I point out that some key areas, such as specialist and small businesses and the skilled workforce, are exporting our standards to many other parts of the world.
The Scottish Government has again called for a competitive, predictable and stable fiscal regime. Does the minister agree that reckless decisions by UK Governments over the years, such as the supplementary charge hike in 2011, have damaged the prospects of the oil and gas industry? Does he further agree that the devolution of powers over the North Sea fiscal regime to Scotland would deliver the best outcome for the industry and the public finances?

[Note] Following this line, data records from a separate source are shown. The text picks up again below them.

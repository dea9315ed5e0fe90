//! Key types for AES-128.

use crate::block::Block;
use crate::error::LengthError;

/// Size of an AES-128 key in bytes.
pub const KEY_SIZE: usize = 16;

/// Number of round keys produced by the AES-128 expansion.
pub const ROUND_KEY_COUNT: usize = 11;

/// AES-128 secret key.
#[derive(Clone, Copy, PartialEq, Eq)]
pub struct Key(pub [u8; KEY_SIZE]);

impl From<[u8; KEY_SIZE]> for Key {
    fn from(value: [u8; KEY_SIZE]) -> Self {
        Self(value)
    }
}

impl TryFrom<&[u8]> for Key {
    type Error = LengthError;

    fn try_from(value: &[u8]) -> Result<Self, Self::Error> {
        let bytes: [u8; KEY_SIZE] = value
            .try_into()
            .map_err(|_| LengthError::InvalidKeyLength {
                actual: value.len(),
            })?;
        Ok(Self(bytes))
    }
}

impl core::fmt::Debug for Key {
    fn fmt(&self, f: &mut core::fmt::Formatter<'_>) -> core::fmt::Result {
        f.write_str("Key(..)")
    }
}

/// Expanded round keys for AES-128, immutable once derived.
#[derive(Clone, Copy, PartialEq, Eq)]
pub struct KeySchedule([Block; ROUND_KEY_COUNT]);

impl KeySchedule {
    pub(crate) const fn new(round_keys: [Block; ROUND_KEY_COUNT]) -> Self {
        Self(round_keys)
    }

    /// Returns the round key at the requested index (0..=10).
    ///
    /// # Panics
    ///
    /// Panics if `round` is greater than 10.
    #[inline]
    pub fn round_key(&self, round: usize) -> &Block {
        &self.0[round]
    }

    /// Returns all eleven round keys in order.
    pub fn round_keys(&self) -> &[Block; ROUND_KEY_COUNT] {
        &self.0
    }
}

impl core::fmt::Debug for KeySchedule {
    fn fmt(&self, f: &mut core::fmt::Formatter<'_>) -> core::fmt::Result {
        f.write_str("KeySchedule(..)")
    }
}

One particular company, whose name I will not mention, described the 2011 Danny Alexander tax increase as “expropriation”. Just before Christmas, another leading company in Aberdeen said that the UK has
“the worst tax regime in the world.”
Colleagues in the UK parties represented in this place may think that that is politics. However, that is what the industry says and that is what it thinks. That is wrong. We need confidence to get the jobs back—we need to win back that confidence. The way that I have set out, with the exploration tax credits, the investment allowance and a phased reversal of the Danny Alexander tax hike of 2011, is quite simply what the industry wants, what it needs and what it deserves in March this year.

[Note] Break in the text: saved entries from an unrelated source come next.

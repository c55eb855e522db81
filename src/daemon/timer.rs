//! Timer engine for the study timer.
//!
//! This module provides the core timer functionality:
//! - State transitions (idle / running / paused)
//! - Session kind rotation (focus → short break, long break every N focus sessions)
//! - An owned one-second tick source that exists only while running
//! - Recording completed sessions to the history store
//! - Event firing for logging and persistence
//!
//! Transitions called from a state where they have no effect are ignored
//! without an error.

use chrono::{Local, NaiveDate, Utc};
use tokio::sync::mpsc;
use tokio::time::{interval_at, Duration, Instant, Interval, MissedTickBehavior};

use crate::store::{SessionHistoryStore, SettingsProvider, StoreError};
use crate::types::{
    EngineSnapshot, FocusSummary, SessionKind, SessionRecord, TimerSettings, TimerState,
    TimerStatus,
};

/// Interval between ticks.
const TICK_PERIOD: Duration = Duration::from_secs(1);

// ============================================================================
// TimerEvent
// ============================================================================

/// Events emitted after each applied transition.
#[derive(Debug, Clone, PartialEq, Eq)]
pub enum TimerEvent {
    /// A session started
    Started {
        /// Kind of the session
        kind: SessionKind,
        /// Task reference (if any)
        task_id: Option<String>,
    },
    /// The running session was paused
    Paused {
        /// Seconds left when paused
        remaining_seconds: u32,
    },
    /// The paused session was resumed
    Resumed {
        /// Seconds left when resumed
        remaining_seconds: u32,
    },
    /// The session was stopped early and discarded
    Stopped {
        /// Kind of the discarded session
        kind: SessionKind,
    },
    /// The countdown reached zero
    Completed {
        /// The record appended to history
        record: SessionRecord,
        /// Kind selected for the next session
        next: SessionKind,
    },
    /// A break was skipped
    Skipped {
        /// Kind that was skipped
        from: SessionKind,
    },
    /// The next session kind was selected manually
    KindChanged {
        /// Selected kind
        kind: SessionKind,
    },
    /// The engine was returned to an idle focus session
    Reset,
    /// The note of the last completed session changed
    NoteUpdated,
}

// ============================================================================
// TimerEngine
// ============================================================================

/// Pomodoro state machine with its settings and history collaborators.
pub struct TimerEngine<S, H> {
    /// Current timer state
    state: TimerState,
    /// Source of durations
    settings: S,
    /// Completed session log
    history: H,
    /// One-second tick source, present only while running
    ticker: Option<Interval>,
    /// Event sender channel
    event_tx: mpsc::UnboundedSender<TimerEvent>,
}

impl<S, H> TimerEngine<S, H>
where
    S: SettingsProvider,
    H: SessionHistoryStore,
{
    /// Creates an idle engine ready to start a focus session.
    pub fn new(settings: S, history: H, event_tx: mpsc::UnboundedSender<TimerEvent>) -> Self {
        let state = TimerState::new(&settings.durations());
        Self {
            state,
            settings,
            history,
            ticker: None,
            event_tx,
        }
    }

    /// Restores a persisted cycle position.
    ///
    /// Only applies while idle. The counter is clamped below the cycle length.
    pub fn restore(&mut self, snapshot: EngineSnapshot) {
        if !self.state.is_idle() {
            return;
        }

        let settings = self.settings.durations();
        self.state.consecutive_focus_count = snapshot
            .consecutive_focus_count
            .min(settings.cycle_length.saturating_sub(1));
        self.enter_idle(snapshot.kind, &settings);
    }

    // ------------------------------------------------------------------------
    // Transitions
    // ------------------------------------------------------------------------

    /// Starts a session of the current kind.
    pub fn start(&mut self, task_id: Option<String>) {
        if !self.state.is_idle() {
            return;
        }

        let settings = self.settings.durations();
        let kind = self.state.kind;
        self.state.active_session = Some(SessionRecord::begin(
            kind,
            settings.minutes_for(kind),
            task_id.clone(),
            Utc::now(),
        ));
        self.reset_countdown(&settings);
        self.state.status = TimerStatus::Running;
        self.ticker = Some(new_ticker());

        tracing::debug!(kind = %kind, "session started");
        self.emit(TimerEvent::Started { kind, task_id });
    }

    /// Pauses the running session.
    pub fn pause(&mut self) {
        if !self.state.is_running() {
            return;
        }

        self.ticker = None;
        self.state.status = TimerStatus::Paused;

        tracing::debug!(remaining = self.state.remaining_seconds, "session paused");
        self.emit(TimerEvent::Paused {
            remaining_seconds: self.state.remaining_seconds,
        });
    }

    /// Resumes the paused session.
    pub fn resume(&mut self) {
        if !self.state.is_paused() {
            return;
        }

        self.state.status = TimerStatus::Running;
        self.ticker = Some(new_ticker());

        tracing::debug!(remaining = self.state.remaining_seconds, "session resumed");
        self.emit(TimerEvent::Resumed {
            remaining_seconds: self.state.remaining_seconds,
        });
    }

    /// Stops the session early. Stopped sessions are not recorded.
    pub fn stop(&mut self) {
        if !self.state.status.has_session() {
            return;
        }

        self.ticker = None;
        if let Some(mut session) = self.state.active_session.take() {
            session.finish(Utc::now(), false);
            tracing::debug!(id = %session.id, "session stopped and discarded");
        }

        let settings = self.settings.durations();
        let kind = self.state.kind;
        self.enter_idle(kind, &settings);
        self.emit(TimerEvent::Stopped { kind });
    }

    /// Advances the countdown by one second.
    ///
    /// Called by the daemon loop for every elapsed tick. The tick that brings
    /// the countdown to zero completes the session.
    pub fn tick(&mut self) {
        if !self.state.is_running() {
            return;
        }

        self.state.remaining_seconds = self.state.remaining_seconds.saturating_sub(1);
        if self.state.remaining_seconds == 0 {
            self.complete_session();
        }
    }

    /// Skips the current break without recording it.
    ///
    /// Focus sessions cannot be skipped; the call is ignored for them.
    pub fn skip(&mut self) {
        let from = self.state.kind;
        if !from.is_break() {
            return;
        }

        self.ticker = None;
        let settings = self.settings.durations();
        self.enter_idle(SessionKind::Focus, &settings);

        tracing::debug!(from = %from, "break skipped");
        self.emit(TimerEvent::Skipped { from });
    }

    /// Selects the kind of the next session.
    pub fn set_kind(&mut self, kind: SessionKind) {
        if !self.state.is_idle() {
            return;
        }

        let settings = self.settings.durations();
        self.enter_idle(kind, &settings);
        self.emit(TimerEvent::KindChanged { kind });
    }

    /// Discards any session and returns to an idle focus session.
    ///
    /// History and the focus counter are kept.
    pub fn reset(&mut self) {
        self.ticker = None;
        let settings = self.settings.durations();
        self.enter_idle(SessionKind::Focus, &settings);
        self.emit(TimerEvent::Reset);
    }

    /// Re-reads durations so an idle countdown matches the current settings.
    ///
    /// Running and paused sessions keep the duration they started with.
    pub fn refresh_idle_countdown(&mut self) {
        if !self.state.is_idle() {
            return;
        }

        let settings = self.settings.durations();
        self.reset_countdown(&settings);
    }

    /// Replaces the note on the most recently completed session.
    ///
    /// Returns false if there is no session to annotate or the store failed.
    pub fn update_session_note(&mut self, note: &str) -> bool {
        match self.history.update_last_note(note) {
            Ok(true) => {
                self.emit(TimerEvent::NoteUpdated);
                true
            }
            Ok(false) => false,
            Err(e) => {
                tracing::warn!("セッションメモを保存できませんでした: {}", e);
                false
            }
        }
    }

    /// Finalizes the active session and selects the next kind.
    fn complete_session(&mut self) {
        self.ticker = None;

        let finished = self.state.kind;
        let record = self.state.active_session.take().map(|mut session| {
            session.finish(Utc::now(), true);
            session
        });

        let settings = self.settings.durations();
        let next = match finished {
            SessionKind::Focus => {
                self.state.consecutive_focus_count += 1;
                if self.state.consecutive_focus_count >= settings.cycle_length {
                    self.state.consecutive_focus_count = 0;
                    SessionKind::LongBreak
                } else {
                    SessionKind::ShortBreak
                }
            }
            SessionKind::ShortBreak | SessionKind::LongBreak => SessionKind::Focus,
        };
        self.enter_idle(next, &settings);

        // The transition is committed before the store is touched.
        if let Some(record) = record {
            tracing::info!(kind = %finished, next = %next, "session completed");
            if let Err(e) = self.history.append(record.clone()) {
                tracing::warn!("セッション履歴を保存できませんでした: {}", e);
            }
            self.emit(TimerEvent::Completed { record, next });
        }
    }

    // ------------------------------------------------------------------------
    // Tick source
    // ------------------------------------------------------------------------

    /// Waits for the next tick.
    ///
    /// Never resolves while no tick source exists (idle or paused), so it can
    /// sit in a `select!` next to other work.
    pub async fn next_tick(&mut self) {
        match self.ticker.as_mut() {
            Some(ticker) => {
                ticker.tick().await;
            }
            None => std::future::pending::<()>().await,
        }
    }

    /// Drives the countdown until the engine leaves `running`.
    pub async fn run_until_idle(&mut self) {
        while self.state.is_running() {
            self.next_tick().await;
            self.tick();
        }
    }

    /// Returns true while a tick source exists.
    pub fn has_tick_source(&self) -> bool {
        self.ticker.is_some()
    }

    // ------------------------------------------------------------------------
    // Queries
    // ------------------------------------------------------------------------

    /// Returns a reference to the current timer state.
    pub fn get_state(&self) -> &TimerState {
        &self.state
    }

    /// Remaining time as `MM:SS`.
    pub fn formatted_time(&self) -> String {
        self.state.formatted_time()
    }

    /// Percent of the current countdown already elapsed.
    pub fn progress(&self) -> f64 {
        self.state.progress()
    }

    /// Completed focus sessions started on `date`.
    ///
    /// # Errors
    ///
    /// Returns an error if the history store cannot be queried.
    pub fn focus_summary_for(&self, date: NaiveDate) -> Result<FocusSummary, StoreError> {
        let records = self.history.query_by_day(date)?;
        Ok(FocusSummary::from_records(&records, date))
    }

    /// Completed focus sessions started today (local time).
    ///
    /// # Errors
    ///
    /// Returns an error if the history store cannot be queried.
    pub fn today_summary(&self) -> Result<FocusSummary, StoreError> {
        self.focus_summary_for(Local::now().date_naive())
    }

    /// Returns the history store.
    pub fn history(&self) -> &H {
        &self.history
    }

    /// Returns a mutable reference to the timer state (for testing).
    #[cfg(test)]
    pub fn get_state_mut(&mut self) -> &mut TimerState {
        &mut self.state
    }

    // ------------------------------------------------------------------------
    // Helpers
    // ------------------------------------------------------------------------

    fn enter_idle(&mut self, kind: SessionKind, settings: &TimerSettings) {
        self.state.kind = kind;
        self.state.active_session = None;
        self.state.status = TimerStatus::Idle;
        self.reset_countdown(settings);
    }

    fn reset_countdown(&mut self, settings: &TimerSettings) {
        let total = settings.seconds_for(self.state.kind);
        self.state.total_seconds = total;
        self.state.remaining_seconds = total;
    }

    fn emit(&self, event: TimerEvent) {
        // A closed receiver only means nobody is listening.
        let _ = self.event_tx.send(event);
    }
}

/// Creates a tick source whose first tick is one period from now.
///
/// Ticks missed while nobody was waiting are skipped rather than delivered
/// in a burst.
fn new_ticker() -> Interval {
    let mut ticker = interval_at(Instant::now() + TICK_PERIOD, TICK_PERIOD);
    ticker.set_missed_tick_behavior(MissedTickBehavior::Skip);
    ticker
}

// ============================================================================
// Tests
// ============================================================================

Yet another discussion of fossil fuels without the words “carbon” or “climate” being so much as uttered; and this, just one day after yet more evidence, this time from University College London, demonstrates that the bulk of the world’s fossil fuels are unburnable if we are remotely serious about climate change. How can the minister fail to acknowledge the vulnerability of a Scottish economy that is overexposed to the carbon bubble? How can he want to get back to business as usual when business as usual is what brought us to this perilous position?
I strongly suspect that Mr Harvie and I will not see eye to eye on all of these matters. I respect his position but I do not agree with it.
I would point out one simple fact: the opportunity for us to meet the carbon emissions targets can be achieved only if we are able to deal with carbon emissions and store them. According to the International Energy Agency, carbon capture and storage is the only means by which that can be achieved. The depleted oilfields in the North Sea are the only place where that carbon can be stored and, therefore, the opportunity for carbon capture and storage in the North Sea, combined with enhanced oil recovery, is, in one sense, the greenest policy of them all.
Absolute rubbish.
This morning, Mike Tholin, Oil & Gas UK’s economic director, told BBC Radio Scotland that the single biggest beneficiary of high oil prices has been the UK Government, because more than 60 per cent of profits go to it in taxation. Given the vast benefit over the decades, does the minister agree that it is vital that the UK Government puts in place the fiscal regime to ensure that the industry remains strong?
I appreciate what Mark McDonald says. I am sad to say that the oil and gas industry in Scotland has been regarded by the UK Treasury—of whatever hue—as a gigantic cash machine instead of as an excellent industry. That approach, mindset and attitude must change.
Many thanks. I offer my apologies to the several members whom I have been unable to call, but we must move on.